Ivan Vasilyevich was born in the Russian royal estate of Kolomenskoye outside Moscow in 1530. The grandson of Ivan the Great, his own father, Vasily III, died when he was just three years old. His mother, Elena Glinskaya, then acted as regent, until she too died five years later, most likely poisoned by one of the many Russian nobles hoping to supplant the boy, or use him to further their own ends.

16 January 1547: the first Tzar of Russia, Ivan the Terrible, crowned

Ivan Vasilyevich was born in the Russian royal estate of Kolomenskoye outside Moscow in 1530. The grandson of Ivan the Great, his own father, Vasily III, died when he was just three years old. His mother, Elena Glinskaya, then acted as regent, until she too died five years later, most likely poisoned by one of the many Russian nobles hoping to supplant the boy, or use him to further their own ends.


In turn neglected and abused by his regal handlers, Ivan's eventful reign could be seen as one long act of revenge against the old ruling elite, since he did his utmost remove their privileges. In the process, he bolstered his own autocracy and created a whole new hereditary establishment from the ranks of his most loyal followers.


Expected at sixteen to assume the throne as Ivan IV, Grand Prince of Moscow, he chose instead to crown himself Tzar of all the Russias. The title, which endured until the Bolshevik revolution in 1917, was a nod to the Roman Caesars and spoke of the scale of the teenager's ambitions. Over the course of his long reign, he would extend Russia's dominions to an imperial scale, swallowing up Siberia, Kazan and the Tartar feudal state of Astrakhan Khanate.

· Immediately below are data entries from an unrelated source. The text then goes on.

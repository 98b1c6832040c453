//! Per-item compliance analysis.
//!
//! For each checklist item the manuscript text is tail-fitted to the input
//! budget, the model is asked for a four-field verdict at the configured
//! (zero) temperature, and the reply goes through the shared
//! [`ResponseValidator`]. A failed attempt, whether transport or validation,
//! is retried once after the backoff; a second failure becomes a
//! not-applicable fallback verdict. Items are processed sequentially in
//! checklist order. A successful verdict is persisted as soon as it exists;
//! a fallback is only reported, so it never replaces a stored verdict from
//! an earlier run.

use std::sync::Arc;

use chrono::Utc;
use thiserror::Error;

use repcheck_core::{
    CharRatioEstimator, ChecklistItem, Compliance, ComplianceVerdict, EnumConstraint, Manuscript,
    ResponseSchema, ResponseValidator, TakeFrom, TextBudgetFitter, ValidatedRecord,
};

use crate::client::{AttemptError, ModelClient, ModelRequest};
use crate::config::{AnalysisSettings, BudgetSettings, RuntimeConfig};
use crate::prompts::{analysis_prompt, ANALYSIS_SYSTEM_PROMPT};
use crate::providers::ResponseFormat;
use crate::store::{ComplianceStore, StoreError};

#[derive(Error, Debug)]
pub enum AnalysisError {
    #[error("no results: analysis failed for every checklist item")]
    NoResults,

    #[error("failed to persist verdict: {0}")]
    Store(#[from] StoreError),
}

/// Outcome of analyzing one manuscript.
#[derive(Debug, Clone)]
pub struct AnalysisReport {
    pub doi: String,

    /// One verdict per checklist item, fallbacks included, in checklist order
    pub verdicts: Vec<ComplianceVerdict>,

    /// Items whose verdict is a fallback
    pub failed_items: Vec<String>,
}

impl AnalysisReport {
    pub fn failure_count(&self) -> usize {
        self.failed_items.len()
    }

    pub fn success_count(&self) -> usize {
        self.verdicts.len() - self.failed_items.len()
    }
}

/// Validator for the four-field verdict reply.
pub fn compliance_validator() -> ResponseValidator {
    let canonical_na = Compliance::NotApplicable.as_str();
    let constraint = Compliance::NOT_APPLICABLE_ALIASES.iter().fold(
        EnumConstraint::new(Compliance::TOKENS, canonical_na),
        |constraint, alias| constraint.with_alias(*alias, canonical_na),
    );
    ResponseValidator::new(
        ResponseSchema::new(["compliance", "explanation", "quote", "section"])
            .with_enum("compliance", constraint),
    )
}

pub struct ComplianceAnalyzer {
    client: ModelClient,
    store: Arc<dyn ComplianceStore>,
    validator: ResponseValidator,
    fitter: TextBudgetFitter,
    budget: BudgetSettings,
    settings: AnalysisSettings,
}

impl ComplianceAnalyzer {
    pub fn new(client: ModelClient, store: Arc<dyn ComplianceStore>, config: &RuntimeConfig) -> Self {
        Self {
            client,
            store,
            validator: compliance_validator(),
            fitter: TextBudgetFitter::new(CharRatioEstimator::new(config.budget.chars_per_token)),
            budget: config.budget.clone(),
            settings: config.analysis.clone(),
        }
    }

    /// Analyze one item. Never fails: exhausted retries yield a fallback.
    pub async fn analyze_item(&self, doi: &str, manuscript_text: &str, item: &ChecklistItem) -> ComplianceVerdict {
        match self.try_analyze_item(doi, manuscript_text, item).await {
            Ok(verdict) => verdict,
            Err(e) => {
                tracing::warn!(doi = %doi, item_id = %item.item_id, error = %e, "Item analysis failed, using fallback verdict");
                ComplianceVerdict::fallback(doi, item, &e)
            }
        }
    }

    /// Analyze every item in order, persisting each successful verdict as it
    /// is made. Fallbacks appear in the report but are not stored.
    ///
    /// Fails with [`AnalysisError::NoResults`] only when no item succeeded.
    pub async fn analyze_manuscript(
        &self,
        manuscript: &Manuscript,
        manuscript_text: &str,
        items: &[ChecklistItem],
    ) -> Result<AnalysisReport, AnalysisError> {
        let doi = manuscript.doi.as_str();
        let mut verdicts = Vec::with_capacity(items.len());
        let mut failed_items = Vec::new();

        tracing::info!(doi = %doi, items = items.len(), "Starting compliance analysis");

        for item in items {
            let verdict = match self.try_analyze_item(doi, manuscript_text, item).await {
                Ok(verdict) => {
                    self.store.upsert_verdict(&verdict).await?;
                    tracing::debug!(doi = %doi, item_id = %item.item_id, compliance = %verdict.compliance, "Stored verdict");
                    verdict
                }
                Err(e) => {
                    tracing::warn!(doi = %doi, item_id = %item.item_id, error = %e, "Item analysis failed, using fallback verdict");
                    failed_items.push(item.item_id.clone());
                    ComplianceVerdict::fallback(doi, item, &e)
                }
            };
            verdicts.push(verdict);
        }

        if failed_items.len() == items.len() {
            tracing::error!(doi = %doi, items = items.len(), "Every checklist item failed analysis");
            return Err(AnalysisError::NoResults);
        }

        if !failed_items.is_empty() {
            tracing::warn!(doi = %doi, failed = failed_items.len(), total = items.len(), "Analysis completed with failures");
        } else {
            tracing::info!(doi = %doi, total = items.len(), "Analysis completed");
        }

        Ok(AnalysisReport {
            doi: doi.to_string(),
            verdicts,
            failed_items,
        })
    }

    async fn try_analyze_item(
        &self,
        doi: &str,
        manuscript_text: &str,
        item: &ChecklistItem,
    ) -> Result<ComplianceVerdict, AttemptError> {
        let request = ModelRequest {
            system_prompt: ANALYSIS_SYSTEM_PROMPT.to_string(),
            prompt: analysis_prompt(item, &self.fit_text(manuscript_text, item)),
            temperature: self.settings.temperature,
            max_output_tokens: self.settings.max_output_tokens,
            response_format: ResponseFormat::JsonObject,
        };

        let label = format!("analyze item {}", item.item_id);
        let record = self
            .client
            .complete_with(&label, &request, |raw| self.validator.validate(raw))
            .await?;

        Ok(self.to_verdict(doi, item, record))
    }

    /// Tail-fit the text into what is left after the fixed prompt parts
    /// and the reserved output.
    fn fit_text(&self, manuscript_text: &str, item: &ChecklistItem) -> String {
        let overhead = self.fitter.estimate(ANALYSIS_SYSTEM_PROMPT) + self.fitter.estimate(&analysis_prompt(item, ""));
        let max_units = self.budget.input_budget(self.settings.max_output_tokens, overhead);
        self.fitter.fit(manuscript_text, max_units, TakeFrom::Tail)
    }

    fn to_verdict(&self, doi: &str, item: &ChecklistItem, record: ValidatedRecord) -> ComplianceVerdict {
        let compliance = record
            .get_str("compliance")
            .parse::<Compliance>()
            .unwrap_or(Compliance::NotApplicable);

        let mut explanation = record.get_str("explanation").to_string();
        if !record.notes().is_empty() {
            explanation = format!("{} (note: {})", explanation, record.notes().join("; "))
                .trim()
                .to_string();
        }

        ComplianceVerdict {
            doi: doi.to_string(),
            item_id: item.item_id.clone(),
            question: item.question.clone(),
            compliance,
            explanation,
            quote: record.get_str("quote").to_string(),
            section: record.get_str("section").to_string(),
            created_at: Utc::now(),
        }
    }
}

Intelligent and extremely well-read, Ivan was also ruthless, paranoid and quite possibly mad. As a child he tortured animals. He killed his eldest son with an iron bar in a fit of rage. Convinced that whole city of Novgorod was plotting against him he had it sacked. In 1565, he established the oprichniki, a particularly vicious roving police force who were tasked with routing out traitors, a job they carried out with murderous zeal. And legend has it that Ivan had the architects he commissioned to design the new St Basil's cathedral in Moscow blinded to prevent them from building anything more beautiful elsewhere.


Still, if the sobriquet ‘terrible' seems more than deserved in this instance, a more accurate English translation of the nickname, ‘Grozny', as it was first conferred in Russian, would be ‘Ivan the Formidable'.